● YOUR ASSIGNMENT
Could you retype every record below exactly as it appears?

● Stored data
________________________
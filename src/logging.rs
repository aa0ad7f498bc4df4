//! Structured logging bootstrap using `tracing`.

use anyhow::Result;
use tracing::Level;
use tracing_subscriber::{fmt, prelude::*, EnvFilter};

/// Install a global tracing subscriber; `RUST_LOG` overrides the `info` default.
pub fn init_tracing() -> Result<()> {
    if tracing::dispatcher::has_been_set() {
        return Ok(());
    }

    let env_filter = EnvFilter::try_from_default_env().or_else(|_| EnvFilter::try_new("info"))?;

    let fmt_layer = fmt::layer()
        .with_target(true)
        .with_timer(fmt::time::UtcTime::rfc_3339())
        .with_level(true)
        .with_line_number(true)
        .with_file(true)
        .with_thread_ids(false)
        .with_thread_names(false)
        .with_filter(env_filter);

    tracing_subscriber::registry().with(fmt_layer).try_init()?;

    tracing::debug!(level = ?Level::INFO, "tracing initialised");
    Ok(())
}
//! Row filters applied before any text cleaning.

use std::collections::HashSet;

use tracing::{info, instrument};

use crate::data::speeches::SpeechTable;

/// Speakers without a political group: the chair ("-"), non-attached
/// members ("NI") and the technical group of independents ("TGI").
pub const NON_PARTY_CODES: &[&str] = &["-", "NI", "TGI"];

/// Legislative periods covered by the study.
pub const DEFAULT_PERIODS: &[i64] = &[8, 9];

fn log_delta(filter: &str, before: usize, after: usize) {
    info!(filter, before, after, removed = before - after, "applied filter");
}

/// Keep only speeches from the allowed legislative periods.
#[instrument(skip(table), fields(rows = table.len()))]
pub fn keep_periods(table: SpeechTable, allowed: &[i64]) -> SpeechTable {
    let before = table.len();
    let table = table.retain(|r| allowed.contains(&r.period));
    log_delta("keep_periods", before, table.len());
    table
}

/// Drop every speech whose `text` repeats an earlier speech verbatim.
#[instrument(skip(table), fields(rows = table.len()))]
pub fn drop_duplicate_text(table: SpeechTable) -> SpeechTable {
    let before = table.len();
    let mut seen = HashSet::with_capacity(before);
    let table: SpeechTable = table
        .into_records()
        .into_iter()
        .filter(|r| seen.insert(r.text.clone()))
        .collect();
    log_delta("drop_duplicate_text", before, table.len());
    table
}

/// Drop speeches whose speaker belongs to one of the `excluded` codes.
#[instrument(skip(table), fields(rows = table.len()))]
pub fn drop_non_party(table: SpeechTable, excluded: &[&str]) -> SpeechTable {
    let before = table.len();
    let table = table.retain(|r| !excluded.contains(&r.party.as_str()));
    log_delta("drop_non_party", before, table.len());
    table
}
________________________
● EXPECTED ANSWER
filename src/logging.rs
repository aa0ad7f498bc4df4
//! Structured logging bootstrap using `tracing`.

use anyhow::Result;
use tracing::Level;
use tracing_subscriber::{fmt, prelude::*, EnvFilter};

/// Install a global tracing subscriber; `RUST_LOG` overrides the `info` default.
pub fn init_tracing() -> Result<()> {
    if tracing::dispatcher::has_been_set() {
        return Ok(());
    }

    let env_filter = EnvFilter::try_from_default_env().or_else(|_| EnvFilter::try_new("info"))?;

    let fmt_layer = fmt::layer()
        .with_target(true)
        .with_timer(fmt::time::UtcTime::rfc_3339())
        .with_level(true)
        .with_line_number(true)
        .with_file(true)
        .with_thread_ids(false)
        .with_thread_names(false)
        .with_filter(env_filter);

    tracing_subscriber::registry().with(fmt_layer).try_init()?;

    tracing::debug!(level = ?Level::INFO, "tracing initialised");
    Ok(())
}
//! Row filters applied before any text cleaning.

use std::collections::HashSet;

use tracing::{info, instrument};

use crate::data::speeches::SpeechTable;

/// Speakers without a political group: the chair ("-"), non-attached
/// members ("NI") and the technical group of independents ("TGI").
pub const NON_PARTY_CODES: &[&str] = &["-", "NI", "TGI"];

/// Legislative periods covered by the study.
pub const DEFAULT_PERIODS: &[i64] = &[8, 9];

fn log_delta(filter: &str, before: usize, after: usize) {
    info!(filter, before, after, removed = before - after, "applied filter");
}

/// Keep only speeches from the allowed legislative periods.
#[instrument(skip(table), fields(rows = table.len()))]
pub fn keep_periods(table: SpeechTable, allowed: &[i64]) -> SpeechTable {
    let before = table.len();
    let table = table.retain(|r| allowed.contains(&r.period));
    log_delta("keep_periods", before, table.len());
    table
}

/// Drop every speech whose `text` repeats an earlier speech verbatim.
#[instrument(skip(table), fields(rows = table.len()))]
pub fn drop_duplicate_text(table: SpeechTable) -> SpeechTable {
    let before = table.len();
    let mut seen = HashSet::with_capacity(before);
    let table: SpeechTable = table
        .into_records()
        .into_iter()
        .filter(|r| seen.insert(r.text.clone()))
        .collect();
    log_delta("drop_duplicate_text", before, table.len());
    table
}

/// Drop speeches whose speaker belongs to one of the `excluded` codes.
#[instrument(skip(table), fields(rows = table.len()))]
pub fn drop_non_party(table: SpeechTable, excluded: &[&str]) -> SpeechTable {
    let before = table.len();
    let table = table.retain(|r| !excluded.contains(&r.party.as_str()));
    log_delta("drop_non_party", before, table.len());
    table
}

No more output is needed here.